Collected data
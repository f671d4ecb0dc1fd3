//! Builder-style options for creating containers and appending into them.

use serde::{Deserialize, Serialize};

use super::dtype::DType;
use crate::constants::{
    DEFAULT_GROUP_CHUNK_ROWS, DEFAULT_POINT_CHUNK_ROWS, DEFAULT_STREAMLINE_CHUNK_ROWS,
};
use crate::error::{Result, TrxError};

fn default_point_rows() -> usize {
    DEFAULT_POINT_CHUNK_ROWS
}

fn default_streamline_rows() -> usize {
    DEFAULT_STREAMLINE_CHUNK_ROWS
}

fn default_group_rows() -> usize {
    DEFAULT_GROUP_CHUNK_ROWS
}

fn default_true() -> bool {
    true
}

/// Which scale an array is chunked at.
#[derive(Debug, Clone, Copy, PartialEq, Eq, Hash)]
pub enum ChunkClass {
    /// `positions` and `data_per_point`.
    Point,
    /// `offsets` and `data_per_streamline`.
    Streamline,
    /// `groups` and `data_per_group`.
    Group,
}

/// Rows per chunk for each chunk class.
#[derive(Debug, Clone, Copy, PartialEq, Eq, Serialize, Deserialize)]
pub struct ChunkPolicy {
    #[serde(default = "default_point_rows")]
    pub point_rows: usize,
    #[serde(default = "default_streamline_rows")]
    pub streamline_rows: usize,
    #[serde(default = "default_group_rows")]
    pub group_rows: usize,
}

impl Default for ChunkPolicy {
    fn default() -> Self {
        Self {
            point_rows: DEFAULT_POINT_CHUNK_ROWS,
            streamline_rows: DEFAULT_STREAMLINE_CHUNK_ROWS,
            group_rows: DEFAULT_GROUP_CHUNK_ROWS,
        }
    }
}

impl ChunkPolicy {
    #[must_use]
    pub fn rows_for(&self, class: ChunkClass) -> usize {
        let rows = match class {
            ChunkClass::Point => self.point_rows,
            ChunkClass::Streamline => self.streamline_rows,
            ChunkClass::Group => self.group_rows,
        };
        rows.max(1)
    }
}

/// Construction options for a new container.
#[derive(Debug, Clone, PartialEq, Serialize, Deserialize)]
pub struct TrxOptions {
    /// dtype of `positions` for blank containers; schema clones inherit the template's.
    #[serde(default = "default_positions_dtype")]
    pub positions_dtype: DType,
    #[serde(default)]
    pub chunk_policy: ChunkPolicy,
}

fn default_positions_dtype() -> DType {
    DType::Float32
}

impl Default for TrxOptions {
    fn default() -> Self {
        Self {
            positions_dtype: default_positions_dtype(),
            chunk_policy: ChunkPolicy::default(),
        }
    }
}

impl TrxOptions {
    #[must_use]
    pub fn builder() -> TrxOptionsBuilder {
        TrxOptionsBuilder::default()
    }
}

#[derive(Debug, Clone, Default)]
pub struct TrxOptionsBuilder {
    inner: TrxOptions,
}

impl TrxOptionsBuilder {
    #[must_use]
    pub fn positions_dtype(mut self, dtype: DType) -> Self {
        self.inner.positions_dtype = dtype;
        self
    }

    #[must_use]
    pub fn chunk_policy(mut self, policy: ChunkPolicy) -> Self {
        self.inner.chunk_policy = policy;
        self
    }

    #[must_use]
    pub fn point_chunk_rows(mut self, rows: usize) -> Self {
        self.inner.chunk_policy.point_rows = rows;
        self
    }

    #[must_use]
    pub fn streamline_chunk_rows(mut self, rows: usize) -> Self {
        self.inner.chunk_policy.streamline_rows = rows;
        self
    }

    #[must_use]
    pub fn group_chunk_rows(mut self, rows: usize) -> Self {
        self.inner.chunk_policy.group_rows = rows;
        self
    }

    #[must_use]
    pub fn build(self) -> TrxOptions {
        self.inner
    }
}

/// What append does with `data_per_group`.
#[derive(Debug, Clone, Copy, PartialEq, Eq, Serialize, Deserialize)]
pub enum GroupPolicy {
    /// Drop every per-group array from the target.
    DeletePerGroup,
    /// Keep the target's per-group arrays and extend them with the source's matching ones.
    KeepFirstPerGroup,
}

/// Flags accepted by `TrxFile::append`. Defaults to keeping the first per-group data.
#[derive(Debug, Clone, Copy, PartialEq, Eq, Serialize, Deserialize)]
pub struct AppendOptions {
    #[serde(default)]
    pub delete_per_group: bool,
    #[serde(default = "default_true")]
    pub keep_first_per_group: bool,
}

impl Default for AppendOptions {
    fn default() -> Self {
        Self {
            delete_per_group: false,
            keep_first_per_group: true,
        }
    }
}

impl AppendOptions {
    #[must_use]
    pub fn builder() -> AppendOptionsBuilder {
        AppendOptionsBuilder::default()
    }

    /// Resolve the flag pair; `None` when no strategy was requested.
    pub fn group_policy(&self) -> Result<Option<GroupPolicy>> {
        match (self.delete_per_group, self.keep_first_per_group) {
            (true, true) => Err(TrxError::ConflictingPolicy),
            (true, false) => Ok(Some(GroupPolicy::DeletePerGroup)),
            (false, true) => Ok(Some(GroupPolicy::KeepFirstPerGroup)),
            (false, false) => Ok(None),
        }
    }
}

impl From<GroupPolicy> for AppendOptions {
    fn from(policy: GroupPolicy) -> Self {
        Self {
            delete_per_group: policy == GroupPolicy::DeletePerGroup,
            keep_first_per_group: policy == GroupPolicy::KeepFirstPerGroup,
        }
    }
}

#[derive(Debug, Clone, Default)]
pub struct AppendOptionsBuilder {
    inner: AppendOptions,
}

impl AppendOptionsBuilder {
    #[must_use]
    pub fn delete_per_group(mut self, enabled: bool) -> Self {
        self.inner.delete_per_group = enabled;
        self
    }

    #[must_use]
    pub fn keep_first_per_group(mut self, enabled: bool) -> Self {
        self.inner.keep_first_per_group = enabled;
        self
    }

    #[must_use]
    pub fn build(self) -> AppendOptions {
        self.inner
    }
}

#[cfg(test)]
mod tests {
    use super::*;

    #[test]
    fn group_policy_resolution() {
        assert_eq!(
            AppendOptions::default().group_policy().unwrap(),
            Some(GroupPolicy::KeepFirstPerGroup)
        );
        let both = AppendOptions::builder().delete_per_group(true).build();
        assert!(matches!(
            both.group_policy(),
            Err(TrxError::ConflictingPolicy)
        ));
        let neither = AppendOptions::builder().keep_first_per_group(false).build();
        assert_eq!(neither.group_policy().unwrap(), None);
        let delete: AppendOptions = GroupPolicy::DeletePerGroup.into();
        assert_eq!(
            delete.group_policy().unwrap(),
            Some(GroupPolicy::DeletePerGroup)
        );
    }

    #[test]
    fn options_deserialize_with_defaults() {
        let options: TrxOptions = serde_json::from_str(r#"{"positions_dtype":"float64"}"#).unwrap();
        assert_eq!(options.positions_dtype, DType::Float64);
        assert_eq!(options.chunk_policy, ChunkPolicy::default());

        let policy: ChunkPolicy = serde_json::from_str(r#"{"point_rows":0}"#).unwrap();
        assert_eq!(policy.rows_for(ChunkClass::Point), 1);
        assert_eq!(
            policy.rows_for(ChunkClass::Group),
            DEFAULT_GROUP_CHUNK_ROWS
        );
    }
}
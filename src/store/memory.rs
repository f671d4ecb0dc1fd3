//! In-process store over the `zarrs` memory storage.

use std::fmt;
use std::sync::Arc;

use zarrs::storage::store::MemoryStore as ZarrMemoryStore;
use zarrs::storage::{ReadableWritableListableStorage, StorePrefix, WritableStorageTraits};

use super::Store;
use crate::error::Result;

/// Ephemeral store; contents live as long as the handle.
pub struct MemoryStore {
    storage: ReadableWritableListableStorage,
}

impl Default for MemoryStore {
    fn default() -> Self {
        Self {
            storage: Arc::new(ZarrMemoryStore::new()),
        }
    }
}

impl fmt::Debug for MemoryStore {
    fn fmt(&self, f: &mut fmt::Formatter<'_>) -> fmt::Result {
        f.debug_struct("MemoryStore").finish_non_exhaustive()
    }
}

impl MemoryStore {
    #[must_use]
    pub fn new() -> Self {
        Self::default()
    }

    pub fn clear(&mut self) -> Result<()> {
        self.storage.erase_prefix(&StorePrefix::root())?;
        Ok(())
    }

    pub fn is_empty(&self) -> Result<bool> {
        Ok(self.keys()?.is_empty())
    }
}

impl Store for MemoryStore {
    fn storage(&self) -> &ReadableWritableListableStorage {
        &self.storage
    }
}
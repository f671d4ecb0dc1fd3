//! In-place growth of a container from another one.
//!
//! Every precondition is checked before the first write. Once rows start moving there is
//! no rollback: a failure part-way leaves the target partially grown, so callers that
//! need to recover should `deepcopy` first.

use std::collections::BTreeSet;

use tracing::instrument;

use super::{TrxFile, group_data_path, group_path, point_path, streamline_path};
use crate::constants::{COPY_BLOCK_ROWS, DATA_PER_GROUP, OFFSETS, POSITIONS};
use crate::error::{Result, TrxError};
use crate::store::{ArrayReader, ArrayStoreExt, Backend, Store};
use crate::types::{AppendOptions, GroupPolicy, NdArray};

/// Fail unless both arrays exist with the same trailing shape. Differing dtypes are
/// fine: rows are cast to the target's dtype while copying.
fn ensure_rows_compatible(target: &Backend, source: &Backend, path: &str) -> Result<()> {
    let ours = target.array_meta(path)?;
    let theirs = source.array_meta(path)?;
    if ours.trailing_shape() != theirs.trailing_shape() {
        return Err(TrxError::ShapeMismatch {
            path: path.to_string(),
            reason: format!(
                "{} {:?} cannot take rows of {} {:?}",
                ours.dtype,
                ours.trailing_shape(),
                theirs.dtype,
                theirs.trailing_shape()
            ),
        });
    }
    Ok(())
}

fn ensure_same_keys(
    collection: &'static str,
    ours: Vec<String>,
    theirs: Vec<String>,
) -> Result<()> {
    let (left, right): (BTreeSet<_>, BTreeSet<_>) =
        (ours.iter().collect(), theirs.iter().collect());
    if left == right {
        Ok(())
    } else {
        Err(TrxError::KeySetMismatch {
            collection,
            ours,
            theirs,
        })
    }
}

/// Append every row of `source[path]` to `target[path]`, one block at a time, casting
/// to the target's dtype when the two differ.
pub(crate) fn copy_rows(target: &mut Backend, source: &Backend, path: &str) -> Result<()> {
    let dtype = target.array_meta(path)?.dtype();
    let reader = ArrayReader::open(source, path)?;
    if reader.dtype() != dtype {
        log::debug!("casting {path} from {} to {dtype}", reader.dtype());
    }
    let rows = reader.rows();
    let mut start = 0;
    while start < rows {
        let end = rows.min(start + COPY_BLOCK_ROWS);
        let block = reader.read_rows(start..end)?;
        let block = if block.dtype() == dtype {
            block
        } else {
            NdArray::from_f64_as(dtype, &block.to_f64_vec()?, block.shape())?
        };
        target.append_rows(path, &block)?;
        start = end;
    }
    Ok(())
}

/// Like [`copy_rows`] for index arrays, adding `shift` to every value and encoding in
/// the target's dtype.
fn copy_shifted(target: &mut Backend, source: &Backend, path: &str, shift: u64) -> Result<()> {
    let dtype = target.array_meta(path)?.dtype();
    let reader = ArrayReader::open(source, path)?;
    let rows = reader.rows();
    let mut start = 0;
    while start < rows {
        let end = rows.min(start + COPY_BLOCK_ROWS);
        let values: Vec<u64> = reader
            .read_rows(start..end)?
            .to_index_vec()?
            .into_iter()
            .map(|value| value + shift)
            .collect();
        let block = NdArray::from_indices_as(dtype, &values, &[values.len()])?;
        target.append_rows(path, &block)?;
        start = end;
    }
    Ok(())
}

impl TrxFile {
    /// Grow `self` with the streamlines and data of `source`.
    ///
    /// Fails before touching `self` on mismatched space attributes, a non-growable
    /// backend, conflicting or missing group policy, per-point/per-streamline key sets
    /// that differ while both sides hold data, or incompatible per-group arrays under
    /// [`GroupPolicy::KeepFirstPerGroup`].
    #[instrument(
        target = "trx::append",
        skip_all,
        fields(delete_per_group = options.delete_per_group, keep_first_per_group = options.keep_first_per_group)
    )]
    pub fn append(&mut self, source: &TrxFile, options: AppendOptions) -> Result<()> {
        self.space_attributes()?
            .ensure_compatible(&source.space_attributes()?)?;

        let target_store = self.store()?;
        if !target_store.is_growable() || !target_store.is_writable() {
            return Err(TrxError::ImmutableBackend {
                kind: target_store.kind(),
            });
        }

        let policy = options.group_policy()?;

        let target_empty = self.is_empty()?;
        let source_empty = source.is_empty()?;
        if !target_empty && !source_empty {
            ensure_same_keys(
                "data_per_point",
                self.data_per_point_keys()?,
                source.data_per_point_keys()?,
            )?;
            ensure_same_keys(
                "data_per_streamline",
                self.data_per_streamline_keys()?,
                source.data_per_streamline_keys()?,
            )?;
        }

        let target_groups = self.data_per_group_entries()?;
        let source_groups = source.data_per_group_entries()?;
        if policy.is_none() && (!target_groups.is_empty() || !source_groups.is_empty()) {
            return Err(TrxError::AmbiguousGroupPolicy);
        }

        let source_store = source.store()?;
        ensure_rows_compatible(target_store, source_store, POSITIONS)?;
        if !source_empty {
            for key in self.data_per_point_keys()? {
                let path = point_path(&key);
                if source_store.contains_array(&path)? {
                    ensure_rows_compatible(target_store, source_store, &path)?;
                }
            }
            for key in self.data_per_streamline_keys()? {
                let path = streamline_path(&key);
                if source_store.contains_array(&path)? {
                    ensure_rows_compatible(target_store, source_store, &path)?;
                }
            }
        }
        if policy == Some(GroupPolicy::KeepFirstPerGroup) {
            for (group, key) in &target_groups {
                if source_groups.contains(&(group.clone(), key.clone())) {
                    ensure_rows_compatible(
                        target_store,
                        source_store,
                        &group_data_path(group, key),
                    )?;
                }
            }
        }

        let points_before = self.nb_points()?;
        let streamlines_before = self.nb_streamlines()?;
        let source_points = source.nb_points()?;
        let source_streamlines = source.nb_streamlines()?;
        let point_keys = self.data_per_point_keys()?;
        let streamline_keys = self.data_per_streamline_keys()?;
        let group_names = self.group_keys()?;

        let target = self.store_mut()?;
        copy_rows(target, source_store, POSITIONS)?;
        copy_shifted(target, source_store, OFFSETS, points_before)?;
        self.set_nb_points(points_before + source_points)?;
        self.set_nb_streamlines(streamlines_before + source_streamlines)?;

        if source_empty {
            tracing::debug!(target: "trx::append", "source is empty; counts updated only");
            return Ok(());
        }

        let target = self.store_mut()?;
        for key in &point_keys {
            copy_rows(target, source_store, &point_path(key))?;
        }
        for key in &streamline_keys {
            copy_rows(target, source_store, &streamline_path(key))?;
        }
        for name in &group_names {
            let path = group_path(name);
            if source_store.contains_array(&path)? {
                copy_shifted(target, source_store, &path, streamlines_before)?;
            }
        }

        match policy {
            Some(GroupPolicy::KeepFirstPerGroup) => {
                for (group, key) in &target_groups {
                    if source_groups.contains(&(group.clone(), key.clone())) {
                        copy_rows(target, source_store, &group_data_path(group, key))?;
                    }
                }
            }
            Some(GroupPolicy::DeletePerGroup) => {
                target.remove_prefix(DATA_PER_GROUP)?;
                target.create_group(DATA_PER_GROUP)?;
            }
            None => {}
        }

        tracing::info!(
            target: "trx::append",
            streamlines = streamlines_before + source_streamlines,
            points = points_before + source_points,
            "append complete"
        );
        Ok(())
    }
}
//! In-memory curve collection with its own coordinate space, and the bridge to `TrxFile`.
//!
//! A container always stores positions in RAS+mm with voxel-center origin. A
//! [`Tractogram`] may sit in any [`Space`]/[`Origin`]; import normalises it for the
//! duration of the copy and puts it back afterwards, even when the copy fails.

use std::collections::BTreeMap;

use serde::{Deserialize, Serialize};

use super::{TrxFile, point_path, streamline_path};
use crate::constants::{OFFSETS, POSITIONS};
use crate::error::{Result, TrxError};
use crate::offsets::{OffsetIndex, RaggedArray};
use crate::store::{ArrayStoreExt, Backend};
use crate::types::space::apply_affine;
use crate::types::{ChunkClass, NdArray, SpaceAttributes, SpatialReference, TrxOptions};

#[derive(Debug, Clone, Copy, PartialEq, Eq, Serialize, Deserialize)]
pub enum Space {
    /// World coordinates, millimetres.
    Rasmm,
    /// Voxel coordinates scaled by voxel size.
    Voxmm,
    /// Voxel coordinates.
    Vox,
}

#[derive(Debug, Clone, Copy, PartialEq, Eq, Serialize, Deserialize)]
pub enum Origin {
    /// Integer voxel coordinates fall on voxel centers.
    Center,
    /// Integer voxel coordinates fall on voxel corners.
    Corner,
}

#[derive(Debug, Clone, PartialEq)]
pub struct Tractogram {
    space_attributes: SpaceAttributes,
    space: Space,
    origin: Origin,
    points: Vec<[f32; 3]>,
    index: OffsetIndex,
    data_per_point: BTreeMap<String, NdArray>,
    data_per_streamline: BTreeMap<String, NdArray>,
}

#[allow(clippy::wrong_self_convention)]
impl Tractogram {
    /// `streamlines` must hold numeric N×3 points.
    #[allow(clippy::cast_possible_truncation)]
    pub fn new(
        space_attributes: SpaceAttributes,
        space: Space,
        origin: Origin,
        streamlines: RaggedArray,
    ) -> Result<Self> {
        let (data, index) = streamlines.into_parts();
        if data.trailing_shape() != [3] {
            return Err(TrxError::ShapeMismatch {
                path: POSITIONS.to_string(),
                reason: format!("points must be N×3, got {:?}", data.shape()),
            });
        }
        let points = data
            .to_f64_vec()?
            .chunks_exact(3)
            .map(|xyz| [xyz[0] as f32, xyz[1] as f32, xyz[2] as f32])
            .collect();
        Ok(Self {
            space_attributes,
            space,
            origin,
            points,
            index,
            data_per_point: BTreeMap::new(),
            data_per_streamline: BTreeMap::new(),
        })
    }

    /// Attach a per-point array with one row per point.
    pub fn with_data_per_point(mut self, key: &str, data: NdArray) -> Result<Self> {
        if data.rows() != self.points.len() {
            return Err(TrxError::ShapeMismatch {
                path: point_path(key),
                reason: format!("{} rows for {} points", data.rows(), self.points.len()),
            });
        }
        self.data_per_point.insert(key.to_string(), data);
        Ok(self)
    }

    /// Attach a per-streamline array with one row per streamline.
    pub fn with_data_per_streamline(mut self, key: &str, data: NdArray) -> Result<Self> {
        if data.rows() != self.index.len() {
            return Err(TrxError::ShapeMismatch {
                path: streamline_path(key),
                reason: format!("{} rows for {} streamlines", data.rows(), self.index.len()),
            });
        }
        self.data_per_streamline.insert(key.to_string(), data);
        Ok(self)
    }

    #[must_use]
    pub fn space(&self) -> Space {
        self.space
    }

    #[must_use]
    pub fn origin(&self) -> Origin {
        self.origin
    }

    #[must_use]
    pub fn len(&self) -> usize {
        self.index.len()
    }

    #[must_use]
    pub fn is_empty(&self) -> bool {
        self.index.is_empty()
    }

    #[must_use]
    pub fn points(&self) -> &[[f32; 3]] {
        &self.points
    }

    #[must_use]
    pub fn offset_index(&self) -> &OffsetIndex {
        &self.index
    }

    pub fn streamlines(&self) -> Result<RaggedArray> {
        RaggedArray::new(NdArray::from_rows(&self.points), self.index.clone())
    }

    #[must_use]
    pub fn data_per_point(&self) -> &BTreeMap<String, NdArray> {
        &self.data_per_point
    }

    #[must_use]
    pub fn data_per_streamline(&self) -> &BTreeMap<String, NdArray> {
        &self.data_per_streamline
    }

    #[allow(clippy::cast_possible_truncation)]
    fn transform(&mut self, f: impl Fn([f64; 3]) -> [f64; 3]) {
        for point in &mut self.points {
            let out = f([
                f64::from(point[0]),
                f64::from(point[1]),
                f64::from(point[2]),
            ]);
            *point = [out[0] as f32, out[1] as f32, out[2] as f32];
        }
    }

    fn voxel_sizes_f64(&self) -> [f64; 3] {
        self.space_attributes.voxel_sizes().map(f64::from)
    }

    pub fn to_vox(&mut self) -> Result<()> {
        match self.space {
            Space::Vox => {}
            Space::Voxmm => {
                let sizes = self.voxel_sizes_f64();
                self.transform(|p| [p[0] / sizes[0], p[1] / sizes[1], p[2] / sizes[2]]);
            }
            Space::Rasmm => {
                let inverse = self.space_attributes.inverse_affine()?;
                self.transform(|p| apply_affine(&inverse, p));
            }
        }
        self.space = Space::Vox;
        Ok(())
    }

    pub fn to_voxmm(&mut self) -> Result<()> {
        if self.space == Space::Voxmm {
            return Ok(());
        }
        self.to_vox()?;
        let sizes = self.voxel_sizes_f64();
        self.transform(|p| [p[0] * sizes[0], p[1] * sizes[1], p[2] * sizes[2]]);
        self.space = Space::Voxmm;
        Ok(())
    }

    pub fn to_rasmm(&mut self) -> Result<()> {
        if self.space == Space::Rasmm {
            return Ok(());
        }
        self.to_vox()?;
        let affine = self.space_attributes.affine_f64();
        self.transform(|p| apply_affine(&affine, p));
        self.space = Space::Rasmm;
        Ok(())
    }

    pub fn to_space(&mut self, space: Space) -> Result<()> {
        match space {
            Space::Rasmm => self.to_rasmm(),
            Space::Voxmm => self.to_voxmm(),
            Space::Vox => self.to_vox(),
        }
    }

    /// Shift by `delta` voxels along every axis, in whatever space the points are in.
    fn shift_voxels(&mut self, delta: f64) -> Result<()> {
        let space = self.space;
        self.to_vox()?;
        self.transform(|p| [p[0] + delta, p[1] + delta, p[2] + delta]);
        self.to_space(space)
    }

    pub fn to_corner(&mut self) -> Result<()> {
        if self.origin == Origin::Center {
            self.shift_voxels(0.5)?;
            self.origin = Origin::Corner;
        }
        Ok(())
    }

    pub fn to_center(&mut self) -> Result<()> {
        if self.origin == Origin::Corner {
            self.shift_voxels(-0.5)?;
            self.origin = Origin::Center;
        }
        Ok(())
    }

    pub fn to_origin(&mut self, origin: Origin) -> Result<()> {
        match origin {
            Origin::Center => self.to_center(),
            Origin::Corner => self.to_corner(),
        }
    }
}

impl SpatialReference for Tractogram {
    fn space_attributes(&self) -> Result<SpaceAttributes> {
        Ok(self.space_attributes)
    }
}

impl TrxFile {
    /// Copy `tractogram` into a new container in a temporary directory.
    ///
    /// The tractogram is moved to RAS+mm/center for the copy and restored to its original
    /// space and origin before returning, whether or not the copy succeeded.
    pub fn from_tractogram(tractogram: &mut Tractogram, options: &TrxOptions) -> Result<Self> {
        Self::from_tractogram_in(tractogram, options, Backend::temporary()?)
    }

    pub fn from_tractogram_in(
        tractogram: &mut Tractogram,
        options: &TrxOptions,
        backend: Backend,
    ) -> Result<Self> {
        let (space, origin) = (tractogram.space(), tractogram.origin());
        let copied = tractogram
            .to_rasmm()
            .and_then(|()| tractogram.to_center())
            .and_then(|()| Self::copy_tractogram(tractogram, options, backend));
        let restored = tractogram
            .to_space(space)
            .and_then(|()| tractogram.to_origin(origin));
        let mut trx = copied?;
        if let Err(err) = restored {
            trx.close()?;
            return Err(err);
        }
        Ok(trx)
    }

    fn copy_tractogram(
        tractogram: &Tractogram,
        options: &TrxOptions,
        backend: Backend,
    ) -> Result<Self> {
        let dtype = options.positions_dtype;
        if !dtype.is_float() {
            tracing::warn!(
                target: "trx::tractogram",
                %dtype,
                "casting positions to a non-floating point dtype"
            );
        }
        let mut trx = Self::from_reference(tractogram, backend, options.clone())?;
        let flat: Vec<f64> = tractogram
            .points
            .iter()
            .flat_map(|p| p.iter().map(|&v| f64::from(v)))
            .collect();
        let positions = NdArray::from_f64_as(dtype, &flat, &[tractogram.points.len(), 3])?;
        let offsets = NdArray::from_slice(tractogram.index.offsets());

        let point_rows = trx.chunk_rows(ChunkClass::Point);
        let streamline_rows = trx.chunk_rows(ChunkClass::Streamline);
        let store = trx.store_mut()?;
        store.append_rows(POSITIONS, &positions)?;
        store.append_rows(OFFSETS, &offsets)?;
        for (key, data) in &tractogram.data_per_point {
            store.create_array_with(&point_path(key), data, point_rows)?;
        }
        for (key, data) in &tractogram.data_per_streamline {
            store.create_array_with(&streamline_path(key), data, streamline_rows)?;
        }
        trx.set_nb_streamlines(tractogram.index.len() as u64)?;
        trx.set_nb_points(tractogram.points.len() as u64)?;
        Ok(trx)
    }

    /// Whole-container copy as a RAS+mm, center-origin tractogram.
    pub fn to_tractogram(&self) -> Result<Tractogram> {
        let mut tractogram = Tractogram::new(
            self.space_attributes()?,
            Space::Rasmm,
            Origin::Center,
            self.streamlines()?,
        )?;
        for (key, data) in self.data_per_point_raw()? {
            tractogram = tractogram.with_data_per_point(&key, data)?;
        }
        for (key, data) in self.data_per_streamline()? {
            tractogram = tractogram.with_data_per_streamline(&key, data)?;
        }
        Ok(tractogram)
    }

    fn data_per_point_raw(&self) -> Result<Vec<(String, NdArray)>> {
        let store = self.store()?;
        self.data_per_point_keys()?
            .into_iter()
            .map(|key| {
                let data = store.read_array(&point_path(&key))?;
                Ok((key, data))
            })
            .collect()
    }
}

WORK INSTRUCTIONS >>
Go through the records and count the lines that include "KeepFirstPerGroup", then give only that number.

SOLUTION TO THIS EXERCISE >>
7